In this section, the proposed finite mixture models are applied to price Bitcoin options. Specifically, the estimated models (Models I–V) based on real Bitcoin returns data in Section 5 are used to compute the prices of European-style call Bitcoin options. Three estimated non-mixture models (Models VI–VIII) are used for comparison. See Table D.1 for the detail. For each of the eight models, a matrix of option prices with different strike prices and maturities is computed. The possible strike prices are $0.8 s_0$ , $0.85 s_0$ , $0.9 s_0$ , $0.95 s_0$ , $s_0$ , $1.05 s_0$ , $1.1 s_0$ , $1.15 s_0$ , and $1.2 s_0$ , where $s_0$ is the current Bitcoin price, (i.e. the Bitcoin price at the end of the dataset). The maturities are 21, 42, 63, 126, and 252 trading days. They correspond to one, two, three, six, and twelve months, respectively. Since analytical expressions for the option prices are obtained for Models I–VIII, the option prices are quickly obtained. All the computations for the option prices were calculated with R. The risk-free interest rate is assumed to be $4.33\%$ per annum (i.e. ${0.0433}/{252}$ per trading day), as taken from the US Federal Funds Effective Rate (FEDFUNDS) in May 2025. Note that the interest rate on Bitcoin is zero [Reference Bariviera, Basgalla, Hasperué and Naiouf5, Reference Siu and Elliott67].

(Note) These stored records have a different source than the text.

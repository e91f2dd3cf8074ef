//! Immutable reputation data

use e14z_config::SecurityConfig;
use std::collections::BTreeSet;

const POPULAR_PACKAGES: &[&str] = &[
    // npm
    "express", "lodash", "react", "react-dom", "axios", "chalk", "commander", "request",
    "moment", "debug", "webpack", "typescript", "eslint", "jquery", "underscore", "async",
    "uuid", "dotenv", "yargs", "minimist", "colors", "mongoose", "body-parser", "cross-env",
    "node-fetch", "socket.io", "electron", "prettier", "jest", "mocha", "zod", "puppeteer",
    "playwright", "nodemailer", "sqlite3", "mysql", "redis", "bcrypt", "jsonwebtoken",
    "@modelcontextprotocol/sdk",
    "@modelcontextprotocol/server-filesystem",
    "@modelcontextprotocol/server-github",
    "@modelcontextprotocol/server-memory",
    "@modelcontextprotocol/server-puppeteer",
    // pypi
    "requests", "numpy", "pandas", "django", "flask", "urllib3", "setuptools", "boto3",
    "pyyaml", "cryptography", "fastapi", "pydantic", "httpx", "mcp", "python-dateutil",
    "jellyfish", "colorama",
];

const MALICIOUS_PACKAGES: &[&str] = &[
    "crossenv", "cross-env.js", "d3.js", "fabric-js", "ffmepg", "gruntcli", "http-proxy.js",
    "jquery.js", "mongose", "mssql.js", "mssql-node", "mysqljs", "nodecaffe", "nodefabric",
    "node-fabric", "nodeffmpeg", "nodemailer-js", "nodemailer.js", "nodemssql",
    "node-opencv", "node-opensl", "node-openssl", "noderequest", "nodesass", "nodesqlite",
    "node-sqlite", "node-tkinter", "opencv.js", "openssl.js", "proxy.js", "shadowsock",
    "sqlite.js", "sqliter", "sqlserver", "tkinter", "flatmap-stream", "event-stream@3.3.6",
    "eslint-scope@3.7.2", "colourama", "python3-dateutil", "jeilyfish", "discord-selfbot-v14",
];

const TRUSTED_SCOPES: &[&str] = &[
    "types", "modelcontextprotocol", "anthropic-ai", "babel", "angular", "aws-sdk",
    "google-cloud", "microsoft", "azure", "vue", "nestjs", "octokit",
];

/// Popular names, denylist and trusted scopes
///
/// Built once at startup and shared behind an `Arc`; never mutated.
#[derive(Debug, Clone)]
pub struct ReputationDb {
    popular: BTreeSet<String>,
    malicious: BTreeSet<String>,
    trusted_scopes: BTreeSet<String>,
}

impl Default for ReputationDb {
    fn default() -> Self {
        Self::from_lists(POPULAR_PACKAGES, MALICIOUS_PACKAGES, TRUSTED_SCOPES)
    }
}

impl ReputationDb {
    /// Built-in lists extended with the configured additions
    #[must_use]
    pub fn from_config(config: &SecurityConfig) -> Self {
        let mut db = Self::default();
        db.popular
            .extend(config.popular_packages.iter().map(|s| s.to_ascii_lowercase()));
        db.malicious
            .extend(config.malicious_packages.iter().map(|s| s.to_ascii_lowercase()));
        db.trusted_scopes.extend(
            config
                .trusted_scopes
                .iter()
                .map(|s| s.trim_start_matches('@').to_ascii_lowercase()),
        );
        db
    }

    #[must_use]
    pub fn from_lists(popular: &[&str], malicious: &[&str], trusted_scopes: &[&str]) -> Self {
        let owned = |items: &[&str]| items.iter().map(|s| s.to_ascii_lowercase()).collect();
        Self {
            popular: owned(popular),
            malicious: owned(malicious),
            trusted_scopes: owned(trusted_scopes),
        }
    }

    #[must_use]
    pub fn is_popular(&self, name: &str) -> bool {
        self.popular.contains(&name.to_ascii_lowercase())
    }

    pub fn popular(&self) -> impl Iterator<Item = &str> {
        self.popular.iter().map(String::as_str)
    }

    /// Exact denylist match on `name` or `name@version`
    #[must_use]
    pub fn is_malicious(&self, name: &str, version: &str) -> bool {
        let name = name.to_ascii_lowercase();
        self.malicious.contains(&name) || self.malicious.contains(&format!("{name}@{version}"))
    }

    #[must_use]
    pub fn is_trusted_scope(&self, scope: &str) -> bool {
        self.trusted_scopes.contains(&scope.to_ascii_lowercase())
    }
}

#[cfg(test)]
mod tests {
    use super::*;

    #[test]
    fn test_defaults() {
        let db = ReputationDb::default();
        assert!(db.is_popular("express"));
        assert!(db.is_popular("Express"));
        assert!(db.is_malicious("crossenv", "1.0.0"));
        assert!(db.is_malicious("event-stream", "3.3.6"));
        assert!(!db.is_malicious("event-stream", "4.0.1"));
        assert!(db.is_trusted_scope("types"));
    }

    #[test]
    fn test_config_additions() {
        let config = SecurityConfig {
            popular_packages: vec!["weather-mcp".into()],
            malicious_packages: vec!["Evil-Pkg".into()],
            trusted_scopes: vec!["@acme".into()],
            ..SecurityConfig::default()
        };
        let db = ReputationDb::from_config(&config);
        assert!(db.is_popular("weather-mcp"));
        assert!(db.is_malicious("evil-pkg", "latest"));
        assert!(db.is_trusted_scope("acme"));
        // built-ins survive
        assert!(db.is_popular("lodash"));
    }
}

Tables D.10D.17 in the supplementary material show the prices of European-style call Bitcoin options with different levels of moneyness and maturities from Models I to VIII, respectively.

From Tables D.10D.17, for each of the eight models (Models I–VIII), the option prices increase as the maturity T increases, and they decrease as the moneyness ${K}/{s_0}$ increases. These are necessary no-arbitrage conditions [Reference Merton52]. From Tables D.10 and D.11, the option prices from Model I are higher than those from Model II. One possible explanation for this is that the negative-shifted Gamma distribution has a finite upper limit of its support, which limits the impact of upside movements of the underlying Bitcoin price on the call price. This results in lower call prices. By comparing the option prices in Table D.11 with those in Table D.12, the option prices from Model II are lower than those from Model III. One potential explanation for this is that the negative-shifted IG distribution has a heavier tail than the negative-shifted Gamma distribution. Since the negative-shifted IG distribution is heavy-tailed, this may explain why some option prices from Model III are higher than the respective prices from Model I, as can be seen by comparing Tables D.10 and D.12. From Table D.13, the option prices are unreasonably small when the maturity is short ( $T = 21$ days) as well as when the option is deep out-of-money ( ${K}/{s_0} = 1.2$ ). This indicates that Model IV may not price short-lived options and out-of-money options accurately. For this reason, it will not be used to compute the Black–Scholes–Merton implied volatilities in the later part of this section. By comparing Tables D.10 and D.13, option prices from Model IV are lower than those from Model I. This may be partly explained by a relatively small volatility in component 1 of Model IV and a finite upper limit of the support of the negative-shifted Gamma distribution. By comparing Table D.14 with Tables D.10D.13, Model V gives the most conversative estimates for the option prices among all five finite mixture models. This may be attributed to the combined effect of the heavy-tailedness of a negative-shifted IG distribution and the unbounded support of a normal distribution. By comparing the option prices in Tables D.15D.17 with those in Tables D.10D.14, the option prices from non-mixture models are more conversative than the respective prices from the finite mixture models. This reflects that the finite mixture models provide the flexibility of incorporating two possible economic regimes, one of which gives less conversative option prices.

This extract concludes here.